# [Entries provided]

//! Configuration for dictionary tooling.
//!
//! Every section has a `Default` matching the file formats in circulation, so
//! a configuration file only needs the values it changes:
//!
//! ```
//! use liwc_tools::config::LiwcConfig;
//!
//! let config = LiwcConfig::from_json(r#"{ "report": { "min_relative_frequency": 0.05 } }"#).unwrap();
//! assert_eq!(config.report.min_relative_frequency, 0.05);
//! assert_eq!(config.change_file.delimiter, ';');
//! ```

use std::fs;
use std::path::Path;

use serde::{Deserialize, Serialize};

use crate::error::{LiwcError, Result};

/// Top-level configuration.
#[derive(Debug, Clone, Default, PartialEq, Serialize, Deserialize)]
#[serde(default)]
pub struct LiwcConfig {
    /// Tokenizer used when scoring texts.
    pub tokenizer: TokenizerConfig,

    /// Delimited files: change files and schema matching files.
    pub change_file: ChangeFileConfig,

    /// Frequency report thresholds.
    pub report: ReportConfig,
}

impl LiwcConfig {
    /// Parse a JSON configuration.
    pub fn from_json(text: &str) -> Result<Self> {
        let config: LiwcConfig = serde_json::from_str(text)?;
        config.validate()?;
        Ok(config)
    }

    /// Load a JSON configuration file.
    pub fn load<P: AsRef<Path>>(path: P) -> Result<Self> {
        Self::from_json(&fs::read_to_string(path)?)
    }

    /// Check values that serde cannot.
    pub fn validate(&self) -> Result<()> {
        if !self.change_file.delimiter.is_ascii() || !self.change_file.quote.is_ascii() {
            return Err(LiwcError::invalid_config(
                "change file delimiter and quote must be ASCII characters",
            ));
        }
        if !(0.0..=1.0).contains(&self.report.min_relative_frequency) {
            return Err(LiwcError::invalid_config(format!(
                "min_relative_frequency must be within 0..=1, got {}",
                self.report.min_relative_frequency
            )));
        }
        if !(0.0..=1.0).contains(&self.report.rest_share) {
            return Err(LiwcError::invalid_config(format!(
                "rest_share must be within 0..=1, got {}",
                self.report.rest_share
            )));
        }
        Ok(())
    }
}

/// Tokenizer settings.
#[derive(Debug, Clone, Default, PartialEq, Serialize, Deserialize)]
#[serde(default)]
pub struct TokenizerConfig {
    /// Custom token pattern. If None, uses the contraction-aware default.
    pub pattern: Option<String>,
}

/// Settings for `;`-delimited change and matching files.
#[derive(Debug, Clone, PartialEq, Serialize, Deserialize)]
#[serde(default)]
pub struct ChangeFileConfig {
    /// Field delimiter.
    pub delimiter: char,

    /// Quote character.
    pub quote: char,
}

impl Default for ChangeFileConfig {
    fn default() -> Self {
        Self {
            delimiter: ';',
            quote: '"',
        }
    }
}

/// Settings for per-category frequency tables.
#[derive(Debug, Clone, PartialEq, Serialize, Deserialize)]
#[serde(default)]
pub struct ReportConfig {
    /// Words at or below this share of their category's total are left out.
    pub min_relative_frequency: f64,

    /// In word-by-file tables, words under this share of their category in
    /// every file are summed into the `rest` row.
    pub rest_share: f64,
}

impl Default for ReportConfig {
    fn default() -> Self {
        Self {
            min_relative_frequency: 0.015,
            rest_share: 0.02,
        }
    }
}

#[cfg(test)]
mod tests {
    use super::*;

    #[test]
    fn test_defaults() {
        let config = LiwcConfig::default();
        assert_eq!(config.change_file.delimiter, ';');
        assert_eq!(config.change_file.quote, '"');
        assert_eq!(config.report.min_relative_frequency, 0.015);
        assert_eq!(config.report.rest_share, 0.02);
        assert!(config.tokenizer.pattern.is_none());
    }

    #[test]
    fn test_partial_json() {
        let config = LiwcConfig::from_json(r#"{ "change_file": { "delimiter": "," } }"#).unwrap();
        assert_eq!(config.change_file.delimiter, ',');
        assert_eq!(config.change_file.quote, '"');
    }

    #[test]
    fn test_validation() {
        assert!(LiwcConfig::from_json(r#"{ "report": { "min_relative_frequency": 2.0 } }"#).is_err());
        assert!(LiwcConfig::from_json(r#"{ "change_file": { "delimiter": "§" } }"#).is_err());
        assert!(LiwcConfig::from_json(r#"{ "report": { "rest_share": -0.1 } }"#).is_err());
    }

    #[test]
    fn test_load_from_file() {
        let dir = tempfile::tempdir().unwrap();
        let path = dir.path().join("liwc.json");
        std::fs::write(&path, r#"{ "tokenizer": { "pattern": "\\w+" } }"#).unwrap();

        let config = LiwcConfig::load(&path).unwrap();
        assert_eq!(config.tokenizer.pattern.as_deref(), Some("\\w+"));
    }
}
//! Token types for text analysis.
//!
//! # Examples
//!
//! ```
//! use liwc_tools::analysis::token::Token;
//!
//! let token = Token::with_offsets("world", 1, 6, 11);
//! assert_eq!(token.text, "world");
//! assert_eq!(token.start_offset, 6);
//! assert_eq!(token.end_offset, 11);
//! ```

use std::fmt;

use serde::{Deserialize, Serialize};

/// A single unit of text produced by a tokenizer.
#[derive(Clone, Debug, PartialEq, Eq, Serialize, Deserialize)]
pub struct Token {
    /// The text content of the token, as it appears in the input
    pub text: String,

    /// The position of the token in the token stream (0-based)
    pub position: usize,

    /// The byte offset where this token starts in the original text
    pub start_offset: usize,

    /// The byte offset where this token ends in the original text
    pub end_offset: usize,
}

impl Token {
    /// Create a new token with the given text and position.
    pub fn new<S: Into<String>>(text: S, position: usize) -> Self {
        Token {
            text: text.into(),
            position,
            start_offset: 0,
            end_offset: 0,
        }
    }

    /// Create a new token with text, position, and byte offsets.
    pub fn with_offsets<S: Into<String>>(
        text: S,
        position: usize,
        start_offset: usize,
        end_offset: usize,
    ) -> Self {
        Token {
            text: text.into(),
            position,
            start_offset,
            end_offset,
        }
    }

    /// Get the length of the token text.
    pub fn len(&self) -> usize {
        self.text.len()
    }

    /// Check if the token is empty.
    pub fn is_empty(&self) -> bool {
        self.text.is_empty()
    }

    /// The token text lowercased, as matched against a dictionary.
    pub fn normalized(&self) -> String {
        self.text.to_lowercase()
    }
}

impl fmt::Display for Token {
    fn fmt(&self, f: &mut fmt::Formatter<'_>) -> fmt::Result {
        write!(f, "{}", self.text)
    }
}

/// A stream of tokens.
pub type TokenStream = Box<dyn Iterator<Item = Token>>;

#[cfg(test)]
mod tests {
    use super::*;

    #[test]
    fn test_token_creation() {
        let token = Token::new("Hello", 3);
        assert_eq!(token.position, 3);
        assert_eq!(token.len(), 5);
        assert!(!token.is_empty());
        assert_eq!(token.normalized(), "hello");
        assert_eq!(token.to_string(), "Hello");
    }
}
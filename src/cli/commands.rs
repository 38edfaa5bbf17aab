//! Command implementations for the liwc CLI.

use std::collections::BTreeMap;
use std::fs;
use std::path::Path;
use std::sync::Arc;

use log::{info, warn};
use serde::Serialize;

use crate::analysis::{CategoryCounter, ContractionTokenizer, FrequencyTable, Tokenizer};
use crate::cli::args::*;
use crate::cli::output::*;
use crate::config::LiwcConfig;
use crate::dictionary::matcher::is_wildcard;
use crate::dictionary::update::ChangeFile;
use crate::dictionary::{CategoryId, Dictionary};
use crate::error::{LiwcError, Result};
use crate::schema::SchemaMatcher;

/// Execute a CLI command.
pub fn execute_command(args: LiwcArgs) -> Result<()> {
    let config = match &args.config {
        Some(path) => LiwcConfig::load(path)?,
        None => LiwcConfig::default(),
    };

    match &args.command {
        Command::Stats(stats_args) => show_stats(stats_args, &args),
        Command::Compare(compare_args) => compare_dictionaries(compare_args, &args),
        Command::Match(match_args) => match_tokens(match_args, &args),
        Command::Count(count_args) => count_files(count_args, &config, &args),
        Command::Freq(freq_args) => split_frequency_table(freq_args, &config, &args),
        Command::Hierarchy(hierarchy_args) => show_hierarchies(hierarchy_args, &args),
        Command::Subset(subset_args) => subset_dictionary(subset_args, &args),
        Command::Expand(expand_args) => expand_wildcards(expand_args, &config, &args),
        Command::Edit(edit_args) => apply_edit_script(edit_args, &args),
        Command::Update(update_args) => apply_change_file(update_args, &config, &args),
        Command::DedupPrepare(dedup_args) => dedup_prepare(dedup_args, &args),
        Command::DedupReintegrate(dedup_args) => dedup_reintegrate(dedup_args, &args),
        Command::Convert(convert_args) => convert_dictionary(convert_args, &config, &args),
        Command::Complete(complete_args) => complete_dictionary(complete_args, &args),
    }
}

/// Save a dictionary and report what was written.
fn write_dictionary<T: Serialize>(
    dictionary: &Dictionary,
    output: &Path,
    message: &str,
    details: T,
    cli_args: &LiwcArgs,
) -> Result<()> {
    dictionary.save(output)?;
    output_result(
        message,
        &DictionaryWritten {
            output: output.display().to_string(),
            categories: dictionary.store().len(),
            words: dictionary.word_set().len(),
            details,
        },
        cli_args,
    )
}

fn load_model(model: Option<&Path>, dictionary: &Dictionary) -> Result<Dictionary> {
    match model {
        Some(path) => Dictionary::load(path),
        None => Ok(dictionary.clone()),
    }
}

fn labelled(dictionary: &Dictionary, id: CategoryId) -> String {
    match dictionary.store().description(id) {
        Ok(label) => format!("{id} ({label})"),
        Err(_) => id.to_string(),
    }
}

/// Show dictionary statistics.
fn show_stats(args: &StatsArgs, cli_args: &LiwcArgs) -> Result<()> {
    let dictionary = Dictionary::load(&args.dictionary)?;

    let category_sizes = args.detailed.then(|| {
        dictionary
            .store()
            .iter()
            .map(|(id, category)| (labelled(&dictionary, id), category.len()))
            .collect()
    });

    output_result(
        "Dictionary statistics",
        &DictionaryStats {
            name: dictionary.name().to_string(),
            categories: dictionary.store().len(),
            words: dictionary.word_set().len(),
            wildcard_entries: dictionary.word_set().iter().filter(|w| is_wildcard(w)).count(),
            unhandled_lines: dictionary.unhandled_lines().len(),
            category_sizes,
        },
        cli_args,
    )
}

/// Compare two dictionaries.
fn compare_dictionaries(args: &CompareArgs, cli_args: &LiwcArgs) -> Result<()> {
    let old = Dictionary::load(&args.old)?;
    let new = Dictionary::load(&args.new)?;

    output_report(&old.compare(&new), cli_args)
}

/// Show the categories matching each token.
fn match_tokens(args: &MatchArgs, cli_args: &LiwcArgs) -> Result<()> {
    let dictionary = Dictionary::load(&args.dictionary)?;

    let matches = args
        .tokens
        .iter()
        .map(|token| TokenMatch {
            token: token.clone(),
            categories: dictionary
                .categories_for_token(token)
                .into_iter()
                .map(|id| labelled(&dictionary, id))
                .collect(),
        })
        .collect();

    output_result("Token matches", &MatchResults { matches }, cli_args)
}

/// Count dictionary categories in text files.
fn count_files(args: &CountArgs, config: &LiwcConfig, cli_args: &LiwcArgs) -> Result<()> {
    let dictionary = Dictionary::load(&args.dictionary)?;
    let tokenizer: Arc<dyn Tokenizer> =
        Arc::new(ContractionTokenizer::from_config(&config.tokenizer)?);
    let counter = CategoryCounter::new(&dictionary, tokenizer);
    let threshold = args
        .min_relative_frequency
        .unwrap_or(config.report.min_relative_frequency);

    let mut results = Vec::new();
    let mut total = counter.empty_report();
    for file in &args.files {
        info!("Counting {}", file.display());
        let text = String::from_utf8_lossy(&fs::read(file)?).into_owned();
        let report = counter.count_text(&text)?;
        if args.per_file {
            results.push(CountResults {
                source: file.display().to_string(),
                frequent_words: args
                    .frequent_words
                    .then(|| report.frequent_words(threshold)),
                report,
            });
        } else {
            total.merge(&report);
        }
    }

    if !args.per_file {
        results.push(CountResults {
            source: format!("{} files", args.files.len()),
            frequent_words: args.frequent_words.then(|| total.frequent_words(threshold)),
            report: total,
        });
    }

    for result in &results {
        output_result("Category counts", result, cli_args)?;
    }
    Ok(())
}

/// Split a word-by-file frequency table into per-category CSV files.
fn split_frequency_table(args: &FreqArgs, config: &LiwcConfig, cli_args: &LiwcArgs) -> Result<()> {
    if args.output.exists() {
        return Err(LiwcError::invalid_operation(format!(
            "{} already exists",
            args.output.display()
        )));
    }
    let dictionary = Dictionary::load(&args.dictionary)?;
    let rest_share = args.rest_share.unwrap_or(config.report.rest_share);

    let table = FrequencyTable::load(&dictionary, &args.table, rest_share)?;
    let written = table.write_csv(&args.output, &config.change_file)?;

    output_result(
        "Frequency tables written",
        &FrequencyTablesWritten {
            output: args.output.display().to_string(),
            files: table.files.len(),
            tables: written.len(),
        },
        cli_args,
    )
}

/// Show inferred hierarchies.
fn show_hierarchies(args: &HierarchyArgs, cli_args: &LiwcArgs) -> Result<()> {
    let dictionary = Dictionary::load(&args.dictionary)?;

    let hierarchies = dictionary
        .hierarchies()
        .into_iter()
        .map(|h| HierarchyEntry {
            child: labelled(&dictionary, h.child),
            parent: labelled(&dictionary, h.parent),
        })
        .collect();

    let extra_hierarchical_words = args.extra_words.then(|| {
        dictionary
            .extra_hierarchical_words()
            .into_iter()
            .map(|(id, words)| (labelled(&dictionary, id), words.into_iter().collect()))
            .collect::<BTreeMap<_, _>>()
    });

    output_result(
        "Category hierarchies",
        &HierarchyResults {
            hierarchies,
            extra_hierarchical_words,
        },
        cli_args,
    )
}

/// Write a dictionary with only some categories.
fn subset_dictionary(args: &SubsetArgs, cli_args: &LiwcArgs) -> Result<()> {
    let dictionary = Dictionary::load(&args.dictionary)?;
    let ids = args
        .categories
        .iter()
        .map(|raw| CategoryId::parse(raw))
        .collect::<Result<Vec<_>>>()?;

    let subset = dictionary.subset(&ids)?;
    write_dictionary(&subset, &args.output, "Subset written", (), cli_args)
}

/// Replace wildcards by the words of a corpus.
fn expand_wildcards(args: &ExpandArgs, config: &LiwcConfig, cli_args: &LiwcArgs) -> Result<()> {
    let mut dictionary = Dictionary::load(&args.dictionary)?;
    let tokenizer = ContractionTokenizer::from_config(&config.tokenizer)?;

    let corpus = String::from_utf8_lossy(&fs::read(&args.corpus)?).into_owned();
    let words: Vec<String> = tokenizer
        .tokenize(&corpus)?
        .map(|token| token.normalized())
        .collect();

    let expanded = dictionary.expand_wildcards(words);
    write_dictionary(
        &dictionary,
        &args.output,
        "Wildcards expanded",
        BTreeMap::from([("wildcards_expanded", expanded)]),
        cli_args,
    )
}

/// Apply an edit script.
fn apply_edit_script(args: &EditArgs, cli_args: &LiwcArgs) -> Result<()> {
    let mut dictionary = Dictionary::load(&args.dictionary)?;
    let script = fs::read_to_string(&args.script)?;

    let summary = dictionary.apply_edit_script(&script)?;
    write_dictionary(&dictionary, &args.output, "Edit script applied", summary, cli_args)
}

/// Apply a change file.
fn apply_change_file(args: &UpdateArgs, config: &LiwcConfig, cli_args: &LiwcArgs) -> Result<()> {
    let mut dictionary = Dictionary::load(&args.dictionary)?;
    let model = load_model(args.model.as_deref(), &dictionary)?;
    let text = fs::read_to_string(&args.change_file)?;
    let change_file = ChangeFile::parse_with(
        args.change_file.display().to_string(),
        &text,
        &config.change_file,
    )?;

    let report = dictionary.update_from_change_file(&change_file, &model)?;
    dictionary.save(&args.output)?;
    output_report(&report, cli_args)
}

/// Extract overlapping entries for review.
fn dedup_prepare(args: &DedupPrepareArgs, cli_args: &LiwcArgs) -> Result<()> {
    if args.review_file.exists() {
        return Err(LiwcError::invalid_operation(format!(
            "{} already exists",
            args.review_file.display()
        )));
    }
    let mut dictionary = Dictionary::load(&args.dictionary)?;

    let extraction = dictionary.prepare_dedup();
    if extraction.entries.is_empty() {
        warn!("No overlapping entries in {}", dictionary.name());
    }
    fs::write(&args.review_file, extraction.render())?;
    write_dictionary(
        &dictionary,
        &args.output,
        "Overlapping entries extracted",
        BTreeMap::from([("extracted_entries", extraction.entries.len())]),
        cli_args,
    )
}

/// Reintegrate reviewed entries.
fn dedup_reintegrate(args: &DedupReintegrateArgs, cli_args: &LiwcArgs) -> Result<()> {
    let mut dictionary = Dictionary::load(&args.dictionary)?;
    let review = fs::read_to_string(&args.review_file)?;

    let summary = dictionary.reintegrate(&review)?;
    write_dictionary(&dictionary, &args.output, "Entries reintegrated", summary, cli_args)
}

/// Convert a dictionary to a new schema.
fn convert_dictionary(args: &ConvertArgs, config: &LiwcConfig, cli_args: &LiwcArgs) -> Result<()> {
    let old = Dictionary::load(&args.dictionary)?;
    let matcher = SchemaMatcher::load(&args.matching_file, &config.change_file)?;

    let mut converted = matcher.convert(&old)?;
    converted.save(&args.output)?;
    converted.set_name(args.output.display().to_string());

    if args.audit {
        output_result("Migration audit", &matcher.audit(&old, &converted), cli_args)
    } else {
        output_result(
            "Dictionary converted",
            &DictionaryWritten {
                output: args.output.display().to_string(),
                categories: converted.store().len(),
                words: converted.word_set().len(),
                details: BTreeMap::from([
                    ("old_schema", matcher.old_schema()),
                    ("new_schema", matcher.new_schema()),
                ]),
            },
            cli_args,
        )
    }
}

/// Copy child words into their parents.
fn complete_dictionary(args: &CompleteArgs, cli_args: &LiwcArgs) -> Result<()> {
    let mut dictionary = Dictionary::load(&args.dictionary)?;
    let model = load_model(args.model.as_deref(), &dictionary)?;

    dictionary.complete(&model)?;
    write_dictionary(
        &dictionary,
        &args.output,
        "Dictionary completed",
        BTreeMap::from([("hierarchies", model.hierarchies().len())]),
        cli_args,
    )
}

# [Exercise objective]
Search the entries for the word "Option" and copy every line that has it.

# [Task response]
    pub pattern: Option<String>,
fn load_model(model: Option<&Path>, dictionary: &Dictionary) -> Result<Dictionary> {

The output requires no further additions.